Business man George Bailey messes up big time, misplacing cash and creating despair for many of his closest clients and friends. He’s out drowning his sorrows, thinking of his next move of jumping off a bridge, when he’s beckoned by a wing-less angel named Clarence. The  two ensue in conversation, and George eventually changes his mind, wanting to go home to his wife Mary, and their children. The only thing is, no one recognizes him anymore. This is a touching story of make belief that’s a perfect escape from the reality of the holiday season.

Each of the five actors “read” from their scripts, while bouncing back and forth, creating noises and sound effects for the “listeners”. Most of them play dual characters as well, so their tone, mannerisms, and vocal expressions often change in the split of a second. The assortment of items on stage are each used at some point during the production, from opening and closing doors, to the sound of a crackling fire. I’d highly suggest experiencing this theatre production as it was originally produced, by closing your eyes and listening to the action going on, and see how well you do at this old school revue. Either way, you’ll certainly leave in a more festive spirit. It even brought a bit of sentiment to this ole Grinch himself!

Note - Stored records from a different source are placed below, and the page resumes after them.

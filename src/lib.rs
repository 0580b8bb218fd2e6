//! Outreach CRM core: business records, an append-only outreach event log,
//! bulk sync reconciliation, funnel metrics and CSV export over SQLite,
//! gated by a shared-passphrase token scheme.

pub mod auth;
pub mod config;
pub mod db;
pub mod error;
pub mod export;
pub mod mailer;
pub mod metrics;
pub mod model;
pub mod outreach;
pub mod slug;
pub mod sync;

Hurry! On Stage only until December 30, 2016

What do you get when you have twelve ladies on stage dressed up in black and white? A hilarious rendition of the 1992 feature film,”Sister Act“. That film helped cement Whoopi Goldberg’s career at the time, who played the leading role of Deloris Van Cartier, a gad-about-town gal who’s life takes a surprisingly bizarre turn after she witnesses a crime, and the cops have to hide her out in a nun’s convent to protect her. For those who haven’t seen the film, you just need to know that comedy and antics prevail in this charming musical comedy.

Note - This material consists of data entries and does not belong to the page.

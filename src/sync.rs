//! Bulk sync: idempotent upsert of externally-sourced records, keyed by slug.
//!
//! The whole batch runs inside one transaction, so the returned counts always
//! match what was persisted. Merges are non-destructive: only truthy incoming
//! values (non-empty strings, non-zero numbers) overwrite existing fields, so
//! a sparse sync payload never clears data that was enriched by hand.

use crate::db::{self, Pool};
use crate::error::Result;
use crate::model::{NewBusiness, SyncItem, SyncOutcome};
use chrono::{DateTime, Utc};
use sqlx::{Sqlite, Transaction};
use tracing::{info, instrument};

/// Upsert every item, keyed by slug (explicit or derived from the name).
/// Returns created/updated counts; applying the same batch twice creates
/// nothing the second time.
#[instrument(skip_all, fields(items = items.len()))]
pub async fn sync_businesses(pool: &Pool, items: &[SyncItem]) -> Result<SyncOutcome> {
    let mut created = 0u64;
    let mut updated = 0u64;
    let mut tx = pool.begin().await?;
    for item in items {
        let slug = db::resolve_slug(item.slug.as_deref(), &item.name);
        let existing = sqlx::query_scalar::<_, i64>("SELECT id FROM businesses WHERE slug = ?")
            .bind(&slug)
            .fetch_optional(&mut *tx)
            .await?;
        let now = Utc::now();
        match existing {
            Some(id) => {
                merge_item_tx(&mut tx, id, item, now).await?;
                updated += 1;
            }
            None => {
                db::insert_business_tx(&mut tx, &slug, &item_to_new(item), now).await?;
                created += 1;
            }
        }
    }
    tx.commit().await?;
    info!(created, updated, "sync batch committed");
    Ok(SyncOutcome {
        created,
        updated,
        total: created + updated,
    })
}

/// Fill creation defaults for fields the item leaves out.
fn item_to_new(item: &SyncItem) -> NewBusiness {
    NewBusiness {
        name: item.name.clone(),
        slug: item.slug.clone(),
        category: item.category.clone().unwrap_or_default(),
        demo_url: item.demo_url.clone().unwrap_or_default(),
        existing_website: item.existing_website.clone().unwrap_or_default(),
        website_quality: item.website_quality.unwrap_or_default(),
        priority: item.priority.unwrap_or_default(),
        status: item.status.unwrap_or_default(),
        contact_name: item.contact_name.clone().unwrap_or_default(),
        contact_email: item.contact_email.clone().unwrap_or_default(),
        contact_phone: item.contact_phone.clone().unwrap_or_default(),
        contact_role: item.contact_role.clone().unwrap_or_default(),
        demo_value_prop: item.demo_value_prop.clone().unwrap_or_default(),
        notes: item.notes.clone().unwrap_or_default(),
        portfolio_card_id: item.portfolio_card_id.clone().unwrap_or_default(),
    }
}

/// Apply the non-destructive merge for one existing record: overwrite a
/// field only when the incoming value is present AND truthy. `updated_at`
/// is refreshed regardless.
async fn merge_item_tx(
    tx: &mut Transaction<'_, Sqlite>,
    id: i64,
    item: &SyncItem,
    now: DateTime<Utc>,
) -> Result<()> {
    enum Bind<'a> {
        Text(&'a str),
        Int(i64),
    }
    let mut sets: Vec<&'static str> = Vec::new();
    let mut binds: Vec<Bind<'_>> = Vec::new();
    macro_rules! merge_text {
        ($field:ident) => {
            if let Some(v) = item.$field.as_deref() {
                if !v.is_empty() {
                    sets.push(concat!(stringify!($field), " = ?"));
                    binds.push(Bind::Text(v));
                }
            }
        };
    }
    if !item.name.is_empty() {
        sets.push("name = ?");
        binds.push(Bind::Text(&item.name));
    }
    merge_text!(category);
    merge_text!(demo_url);
    merge_text!(existing_website);
    if let Some(v) = item.website_quality {
        if v != 0 {
            sets.push("website_quality = ?");
            binds.push(Bind::Int(v));
        }
    }
    if let Some(v) = item.priority {
        sets.push("priority = ?");
        binds.push(Bind::Text(v.as_str()));
    }
    if let Some(v) = item.status {
        sets.push("status = ?");
        binds.push(Bind::Text(v.as_str()));
    }
    merge_text!(contact_name);
    merge_text!(contact_email);
    merge_text!(contact_phone);
    merge_text!(contact_role);
    merge_text!(demo_value_prop);
    merge_text!(notes);
    merge_text!(portfolio_card_id);

    sets.push("updated_at = ?");
    let sql = format!("UPDATE businesses SET {} WHERE id = ?", sets.join(", "));
    let mut query = sqlx::query(&sql);
    for bind in &binds {
        query = match bind {
            Bind::Text(v) => query.bind(*v),
            Bind::Int(v) => query.bind(*v),
        };
    }
    query.bind(now).bind(id).execute(&mut **tx).await?;
    Ok(())
}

Amaka Umeh takes on the lead role is this stage adaptation, and with some luck she might be going in the same direction as Whoopi. Umeh’s stage presence is commandeering, and her strong vocals hold themselves alone, on top of the acting. This holds true for several others in the cast as well, such as Autumn-Joy Dames, playing Sister Mary Robert, and Amy Holden, as Mother Superior.  The male characters also held there own as well, even though they are cast more as secondary characters.

Overall the slapstick humour works for a while, but does tire a bit during this two-and-a-half hour production. There’s a couple times where the cast are obviously trying to ignite the audience, perhaps to make sure they’re still with them. One thing I’d like to see removed from the production is the use of replicated handguns and gun shots. I’m not a fan of any form of violence, and I see guns as violence, not entertainment. I know it’s part of the original script, but perhaps these scenes could be done as slapstick humour, similar to a couple other scenes done that way. A simple pointing of the finger, with a vocalized “Bang-Bang” would do the trick just as well as overly loud “gun shots”.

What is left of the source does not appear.